-------- RECORDED INFORMATION --------

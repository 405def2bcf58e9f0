//! Host-facing wire format and the fail-open hook entry point.
//!
//! The host process sends one JSON invocation per proposed action on stdin
//! and reads one JSON [`GuardDecision`] from stdout. The guard is a safety
//! net, not a primary correctness mechanism: malformed input, config
//! trouble, or any internal fault must produce an "allowed" decision rather
//! than an error. Stderr carries the logs; stdout stays a clean JSON
//! channel.

use std::io::{Read, Write};
use std::panic::{AssertUnwindSafe, catch_unwind};

use serde::Deserialize;
use tracing::{debug, warn};

use crate::config::GuardConfig;
use crate::guard::{Guard, GuardDecision, ToolAction};

/// One invocation payload from the host.
#[derive(Debug, Clone, Default, Deserialize)]
pub struct HookInput {
    #[serde(default)]
    pub tool_name: Option<String>,
    #[serde(default)]
    pub tool_input: Option<ToolInput>,
    #[serde(default)]
    pub options: Option<HookOptions>,
}

/// The heterogeneous action description. The same payload slot carries
/// every tool's arguments; only the fields relevant here are modeled.
#[derive(Debug, Clone, Default, Deserialize)]
pub struct ToolInput {
    /// Target path of a direct read.
    #[serde(default)]
    pub file_path: Option<String>,
    /// Non-target path (search root, working directory).
    #[serde(default)]
    pub path: Option<String>,
    /// Enumeration pattern.
    #[serde(default)]
    pub pattern: Option<String>,
    /// Free-form command text.
    #[serde(default)]
    pub command: Option<String>,
}

/// Per-invocation option overrides.
#[derive(Debug, Clone, Default, Deserialize)]
pub struct HookOptions {
    #[serde(default)]
    pub rules_file: Option<String>,
    #[serde(default)]
    pub check_broad_patterns: Option<bool>,
}

/// Map an invocation onto the action tagged union. Precedence when several
/// fields are present: command text, then pattern, then target path, then
/// other path — the most specific description of what the tool will do.
#[must_use]
pub fn action_from_input(input: &ToolInput) -> Option<ToolAction> {
    if let Some(command) = &input.command {
        return Some(ToolAction::Command {
            command: command.clone(),
        });
    }
    if let Some(pattern) = &input.pattern {
        return Some(ToolAction::Enumerate {
            pattern: pattern.clone(),
            path: input.path.clone(),
        });
    }
    if let Some(path) = &input.file_path {
        return Some(ToolAction::Read { path: path.clone() });
    }
    if let Some(path) = &input.path {
        return Some(ToolAction::Inspect { path: path.clone() });
    }
    None
}

/// Decide one parsed invocation. An action-less payload is allowed: there is
/// nothing to judge.
#[must_use]
pub fn decide_input(config: &GuardConfig, input: &HookInput) -> GuardDecision {
    let options = input.options.clone().unwrap_or_default();
    let effective = config.with_overrides(
        options.rules_file.as_deref(),
        options.check_broad_patterns,
    );

    let Some(action) = input.tool_input.as_ref().and_then(action_from_input) else {
        debug!("no action in payload, allowing");
        return GuardDecision::allowed();
    };

    let tool_name = input.tool_name.as_deref().unwrap_or("unknown");
    Guard::new(effective).decide(tool_name, &action)
}

/// Read one invocation from `reader`, write one decision to `writer`.
///
/// Every failure mode — unreadable stdin, malformed JSON, a panic inside the
/// decision computation — collapses to an "allowed" decision.
pub fn run_hook(config: &GuardConfig, reader: &mut impl Read, writer: &mut impl Write) {
    let decision = read_and_decide(config, reader);
    let json = serde_json::to_string(&decision)
        .unwrap_or_else(|_| r#"{"blocked":false}"#.to_string());
    if let Err(e) = writeln!(writer, "{json}") {
        warn!(error = %e, "failed to write decision");
    }
}

fn read_and_decide(config: &GuardConfig, reader: &mut impl Read) -> GuardDecision {
    let mut raw = String::new();
    if let Err(e) = reader.read_to_string(&mut raw) {
        warn!(error = %e, "unreadable invocation payload, allowing");
        return GuardDecision::allowed();
    }

    let input: HookInput = match serde_json::from_str(&raw) {
        Ok(input) => input,
        Err(e) => {
            warn!(error = %e, "malformed invocation payload, allowing");
            return GuardDecision::allowed();
        }
    };

    // Outermost fail-open boundary: a fault in the guard's own machinery
    // must never block a legitimate action.
    catch_unwind(AssertUnwindSafe(|| decide_input(config, &input))).unwrap_or_else(|_| {
        warn!("decision computation panicked, allowing");
        GuardDecision::allowed()
    })
}
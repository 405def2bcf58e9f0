//! Candidate-path extraction from action descriptions.
//!
//! For path and pattern fields the value is yielded directly (patterns are
//! not glob-expanded; the matcher itself understands globs). For command
//! text a best-effort token scan collects path-shaped arguments. The scan
//! deliberately under-extracts: a missed path is a potential false allow a
//! log reviewer can still catch, while a misidentified non-path blocks a
//! legitimate workflow outright.

use super::ToolAction;
use super::command::{strip_quotes, tokenize};

/// Shell operator tokens that can never be paths.
const OPERATOR_TOKENS: &[&str] = &["&&", "||", ";", "|", "&", ">", ">>", "<", "<<", "2>", "2>>"];

/// Produce the candidate filesystem paths an action references, in order.
#[must_use]
pub fn extract(action: &ToolAction) -> Vec<String> {
    match action {
        ToolAction::Read { path } | ToolAction::Inspect { path } => vec![path.clone()],
        ToolAction::Enumerate { pattern, path } => {
            let mut candidates = vec![pattern.clone()];
            if let Some(root) = path {
                candidates.push(root.clone());
            }
            candidates
        }
        ToolAction::Command { command } => extract_from_command(command),
    }
}

/// Scan command text for path-shaped arguments.
fn extract_from_command(command: &str) -> Vec<String> {
    tokenize(command)
        .iter()
        .map(|t| strip_quotes(t))
        .filter(|t| is_path_shaped(t))
        .map(ToString::to_string)
        .collect()
}

/// Conservative judgement of whether a token names a filesystem path.
fn is_path_shaped(token: &str) -> bool {
    if token.is_empty()
        || token.starts_with('-')
        || OPERATOR_TOKENS.contains(&token)
        || token.contains("://")
        || token.contains('=')
        || token.contains('$')
    {
        return false;
    }
    if token.starts_with('/')
        || token.starts_with("./")
        || token.starts_with("../")
        || token.starts_with("~/")
    {
        return true;
    }
    // Bare relative paths: require a separator plus a dotted final segment,
    // so `origin/main` or `feature/login` branch names are not mistaken for
    // files.
    if let Some((_, last)) = token.rsplit_once('/') {
        return last.contains('.');
    }
    false
}

#[cfg(test)]
mod tests {
    use super::*;

    fn command(text: &str) -> ToolAction {
        ToolAction::Command {
            command: text.to_string(),
        }
    }

    #[test]
    fn read_action_yields_its_path() {
        let action = ToolAction::Read {
            path: "/etc/passwd".into(),
        };
        assert_eq!(extract(&action), vec!["/etc/passwd"]);
    }

    #[test]
    fn enumerate_action_yields_pattern_and_root() {
        let action = ToolAction::Enumerate {
            pattern: "**/*.pem".into(),
            path: Some("certs".into()),
        };
        assert_eq!(extract(&action), vec!["**/*.pem", "certs"]);
    }

    #[test]
    fn command_absolute_and_relative_paths_are_extracted() {
        assert_eq!(
            extract(&command("cat /etc/shadow ../secrets/key.pem")),
            vec!["/etc/shadow", "../secrets/key.pem"]
        );
        assert_eq!(extract(&command("head ./notes.txt")), vec!["./notes.txt"]);
        assert_eq!(extract(&command("cat ~/.ssh/id_rsa")), vec!["~/.ssh/id_rsa"]);
    }

    #[test]
    fn flags_and_operators_are_not_paths() {
        assert!(extract(&command("ls -la --color=auto")).is_empty());
        assert_eq!(
            extract(&command("grep -r TODO src/lib.rs")),
            vec!["src/lib.rs"]
        );
    }

    #[test]
    fn urls_and_assignments_are_not_paths() {
        assert!(extract(&command("curl https://example.com/a/b.txt")).is_empty());
        assert!(extract(&command("make TARGET=dist/out.bin")).is_empty());
    }

    #[test]
    fn git_refs_are_not_mistaken_for_paths() {
        assert!(extract(&command("git log origin/main")).is_empty());
        assert!(extract(&command("git checkout feature/login")).is_empty());
    }

    #[test]
    fn dotted_relative_paths_are_extracted() {
        assert_eq!(
            extract(&command("wc -l src/guard/rules.rs")),
            vec!["src/guard/rules.rs"]
        );
    }

    #[test]
    fn quoted_paths_are_extracted_without_quotes() {
        assert_eq!(
            extract(&command("cat '/tmp/a file.txt'")),
            vec!["/tmp/a file.txt"]
        );
    }

    #[test]
    fn bare_words_are_not_paths() {
        assert!(extract(&command("echo hello world")).is_empty());
    }

    #[test]
    fn variable_expansions_are_left_alone() {
        assert!(extract(&command("cat $HOME/secret")).is_empty());
    }
}
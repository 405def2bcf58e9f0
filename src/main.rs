#![warn(clippy::all, clippy::pedantic)]
#![allow(
    clippy::missing_errors_doc,
    clippy::missing_panics_doc,
    clippy::module_name_repetitions
)]

use std::path::PathBuf;
use std::process::ExitCode;

use clap::Parser;
use tracing::{Level, warn};
use tracing_subscriber::FmtSubscriber;

use toolward::cli::{Cli, Commands};
use toolward::config::GuardConfig;
use toolward::error::RuleError;
use toolward::guard::rules::PatternRule;
use toolward::guard::{Guard, ToolAction};
use toolward::hook;

fn main() -> ExitCode {
    let cli = Cli::parse();

    // Logs on stderr; stdout is the decision channel.
    let level = match cli.verbose {
        0 => Level::INFO,
        1 => Level::DEBUG,
        _ => Level::TRACE,
    };
    let subscriber = FmtSubscriber::builder()
        .with_max_level(level)
        .with_writer(std::io::stderr)
        .finish();
    if tracing::subscriber::set_global_default(subscriber).is_err() {
        eprintln!("warning: logging already initialized");
    }

    let workspace = cli
        .workspace
        .clone()
        .or_else(|| std::env::current_dir().ok())
        .unwrap_or_else(|| PathBuf::from("."));

    // Config trouble must not block the host: fall back to defaults.
    let mut config = GuardConfig::load(&workspace).unwrap_or_else(|e| {
        warn!(error = %e, "config load failed, using defaults");
        GuardConfig {
            workspace_dir: workspace.clone(),
            ..GuardConfig::default()
        }
    });
    if let Some(rules_file) = &cli.rules_file {
        config.rules_file.clone_from(rules_file);
    }
    if cli.no_broad_check {
        config.check_broad_patterns = false;
    }
    config.validate();

    match cli.command {
        None => {
            hook::run_hook(&config, &mut std::io::stdin().lock(), &mut std::io::stdout());
            ExitCode::SUCCESS
        }
        Some(Commands::Check {
            tool,
            path,
            pattern,
            command,
        }) => run_check(&config, &tool, path, pattern, command),
        Some(Commands::Rules { file }) => run_rules(&config, file),
    }
}

/// Evaluate one action described by flags and print the decision.
/// Exits non-zero on a block so shell scripts can branch on it.
fn run_check(
    config: &GuardConfig,
    tool: &str,
    path: Option<String>,
    pattern: Option<String>,
    command: Option<String>,
) -> ExitCode {
    let action = if let Some(command) = command {
        ToolAction::Command { command }
    } else if let Some(pattern) = pattern {
        ToolAction::Enumerate { pattern, path }
    } else if let Some(path) = path {
        ToolAction::Read { path }
    } else {
        eprintln!("nothing to check: pass --path, --pattern, or --command");
        return ExitCode::FAILURE;
    };

    let decision = Guard::new(config.clone()).decide(tool, &action);
    let blocked = decision.blocked;
    match serde_json::to_string_pretty(&decision) {
        Ok(json) => println!("{json}"),
        Err(e) => {
            eprintln!("failed to serialize decision: {e}");
            return ExitCode::FAILURE;
        }
    }
    if blocked { ExitCode::FAILURE } else { ExitCode::SUCCESS }
}

/// Report how many lines of a rule file compiled into rules, and which
/// lines the guard would silently skip. The guard itself stays fail-open;
/// this is where a hard report is wanted.
fn run_rules(config: &GuardConfig, file: Option<PathBuf>) -> ExitCode {
    let path = file.unwrap_or_else(|| config.resolved_rules_file());
    let text = match std::fs::read_to_string(&path) {
        Ok(text) => text,
        Err(e) => {
            let err = RuleError::Unreadable(format!("{}: {e}", path.display()));
            eprintln!("{err}");
            return ExitCode::FAILURE;
        }
    };

    let total = text.lines().count();
    let mut compiled = 0usize;
    let mut problems = Vec::new();
    for (idx, line) in text.lines().enumerate() {
        match PatternRule::try_parse(line) {
            Ok(Some(_)) => compiled += 1,
            Ok(None) => {}
            Err(e) => problems.push(RuleError::InvalidPattern {
                line: idx + 1,
                pattern: line.trim().to_string(),
                message: e.to_string(),
            }),
        }
    }

    println!(
        "{}: {compiled} rules compiled from {total} lines",
        path.display()
    );
    for problem in &problems {
        eprintln!("{problem}");
    }
    if problems.is_empty() {
        ExitCode::SUCCESS
    } else {
        ExitCode::FAILURE
    }
}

--------

EXERCISE GOAL -
Return each line of the data where the word "allowed" appears.

ANSWER -
//! trouble, or any internal fault must produce an "allowed" decision rather
/// Decide one parsed invocation. An action-less payload is allowed: there is
        return GuardDecision::allowed();
/// decision computation — collapses to an "allowed" decision.
        return GuardDecision::allowed();
            return GuardDecision::allowed();
        GuardDecision::allowed()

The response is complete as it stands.